While the short-term repercussions of the renovations aren't necessarily good for workers, over the longer term visitor industry players say they are expected to fuel upward repositioning for the resort and the island's Kohala Coast. The ownership and development group has selected California-based Auberge Resorts Collection, a luxury hotel management company, to make its Hawaii debut managing the property.

"We have a budget in excess of $100 million," DiamondHead Land partner Pat Fitzgerald said ahead of today's announcement disclosing the renovation plans. "Some of it is going into deferred maintenance, but the majority is going into enhancing the hotel and creating amazing experiences. We'll also be adding 10 to 12 new suites to the ocean front of the arrowhead."

Fitzgerald said guest rooms will be overhauled, new pools will be added and renovations will take place at the Canoe House and the Bay Terrace Restaurant, which will be transformed into a three-meal restaurant with a bar.

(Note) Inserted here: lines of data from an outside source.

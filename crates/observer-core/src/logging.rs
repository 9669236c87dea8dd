//! Structured logging schema, field name constants, and request step names.
//!
//! All crates use these constants for consistent structured logging fields,
//! so log aggregation tools can query by standardized names across the
//! controller, service and database layers.
//!
//! ## Log Level Contract
//!
//! | Level | Usage |
//! |-------|-------|
//! | ERROR | Request failed internally, cause attached to the step log |
//! | WARN  | Client error or not-found outcome, sink write failure |
//! | INFO  | Lifecycle events (startup, shutdown), completed request logs |
//! | DEBUG | Decision points, pool and configuration details |

// ─── Identity fields ───────────────────────────────────────────────────────

/// Correlation ID propagated across controller → service → repository.
/// Format: UUIDv7 (time-ordered) unless supplied by `x-request-id`.
pub const REQUEST_ID: &str = "request_id";

/// Subsystem originating the log event.
/// Values: "api", "service", "database", "request_log"
pub const SUBSYSTEM: &str = "subsystem";

/// Component within a subsystem.
/// Examples: "pool", "users", "products", "sink"
pub const COMPONENT: &str = "component";

/// Logical operation name.
pub const OPERATION: &str = "op";

// ─── Measurement fields ────────────────────────────────────────────────────

/// Wall-clock duration in milliseconds.
pub const DURATION_MS: &str = "duration_ms";

/// Number of steps recorded for a request.
pub const STEP_COUNT: &str = "step_count";

// ─── Database fields ───────────────────────────────────────────────────────

/// Number of active connections in the pool.
pub const POOL_SIZE: &str = "pool_size";

/// Number of idle connections in the pool.
pub const POOL_IDLE: &str = "pool_idle";

/// Database table affected.
pub const DB_TABLE: &str = "db_table";

// ─── Outcome fields ────────────────────────────────────────────────────────

/// Error message when an operation fails.
pub const ERROR_MSG: &str = "error";

/// Step names registered on the request log, one per layer operation.
pub mod steps {
    // Controller steps
    pub const GET_USER_BY_ID: &str = "GET_USER_BY_ID";
    pub const CREATE_NEW_USER: &str = "CREATE_NEW_USER";
    pub const EDIT_USER_BY_ID: &str = "EDIT_USER_BY_ID";
    pub const DELETE_USER_BY_ID: &str = "DELETE_USER_BY_ID";

    pub const GET_PRODUCT_BY_ID: &str = "GET_PRODUCT_BY_ID";
    pub const CREATE_NEW_PRODUCT: &str = "CREATE_NEW_PRODUCT";
    pub const EDIT_PRODUCT_BY_ID: &str = "EDIT_PRODUCT_BY_ID";
    pub const DELETE_PRODUCT_BY_ID: &str = "DELETE_PRODUCT_BY_ID";

    // Service steps
    pub const USER_SERVICE_CREATE_USER_PROCESSING: &str = "USER_SERVICE_CREATE_USER_PROCESSING";
    pub const USER_SERVICE_RETRIEVE_USER_PROCESSING: &str = "USER_SERVICE_RETRIEVE_USER_PROCESSING";
    pub const USER_SERVICE_UPDATE_USER_PROCESSING: &str = "USER_SERVICE_UPDATE_USER_PROCESSING";
    pub const USER_SERVICE_DELETE_USER_PROCESSING: &str = "USER_SERVICE_DELETE_USER_PROCESSING";

    pub const PRODUCT_SERVICE_CREATE_PRODUCT_PROCESSING: &str =
        "PRODUCT_SERVICE_CREATE_PRODUCT_PROCESSING";
    pub const PRODUCT_SERVICE_RETRIEVE_PRODUCT_PROCESSING: &str =
        "PRODUCT_SERVICE_RETRIEVE_PRODUCT_PROCESSING";
    pub const PRODUCT_SERVICE_UPDATE_PRODUCT_PROCESSING: &str =
        "PRODUCT_SERVICE_UPDATE_PRODUCT_PROCESSING";
    pub const PRODUCT_SERVICE_DELETE_PRODUCT_PROCESSING: &str =
        "PRODUCT_SERVICE_DELETE_PRODUCT_PROCESSING";

    // Database steps
    pub const USER_DATABASE_CREATE_DATA: &str = "USER_DATABASE_CREATE_DATA";
    pub const USER_DATABASE_RETRIEVE_DATA: &str = "USER_DATABASE_RETRIEVE_DATA";
    pub const USER_DATABASE_UPDATE_DATA: &str = "USER_DATABASE_UPDATE_DATA";
    pub const USER_DATABASE_DELETE_DATA: &str = "USER_DATABASE_DELETE_DATA";

    pub const PRODUCT_DATABASE_CREATE_DATA: &str = "PRODUCT_DATABASE_CREATE_DATA";
    pub const PRODUCT_DATABASE_RETRIEVE_DATA: &str = "PRODUCT_DATABASE_RETRIEVE_DATA";
    pub const PRODUCT_DATABASE_UPDATE_DATA: &str = "PRODUCT_DATABASE_UPDATE_DATA";
    pub const PRODUCT_DATABASE_DELETE_DATA: &str = "PRODUCT_DATABASE_DELETE_DATA";
}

Upon completion of the renovations, the resort will be among the top hotels in Hawaii, said Chris White, Auberge Resorts Collection's senior director of regional marketing and sales. The property's competitive set will include brands like Four Seasons, Montage and Ritz-Carlton, White said.

Auberge is expected to draw from its strong concentration of customers from the U.S. West, the core visitor market for Hawaii's visitor industry.

"There hasn't been a new brand on the Kohala Coast for a long time," Fitzgerald said. "We think Auberge will bring excitement to the Kohala Coast."

The level of investment will certainly draw atten-tion, said Keith Vieira, principal of KV &Associates, Hospitality Consulting, who estimates that the property's renovation and purchase costs equate to spending in the neighborhood of $1 million a room, not including additional closure costs.

"It's a substantial investment, one of the larger ones in the state," Vieira said. "But I expect that they will come out ahead. Their neighbor is the Four Seasons Resort Hualalai, which can fetch average daily rates of over $1,200 a night. I don't think they will get that at first, but over time they might be able to get it once they add resort programming."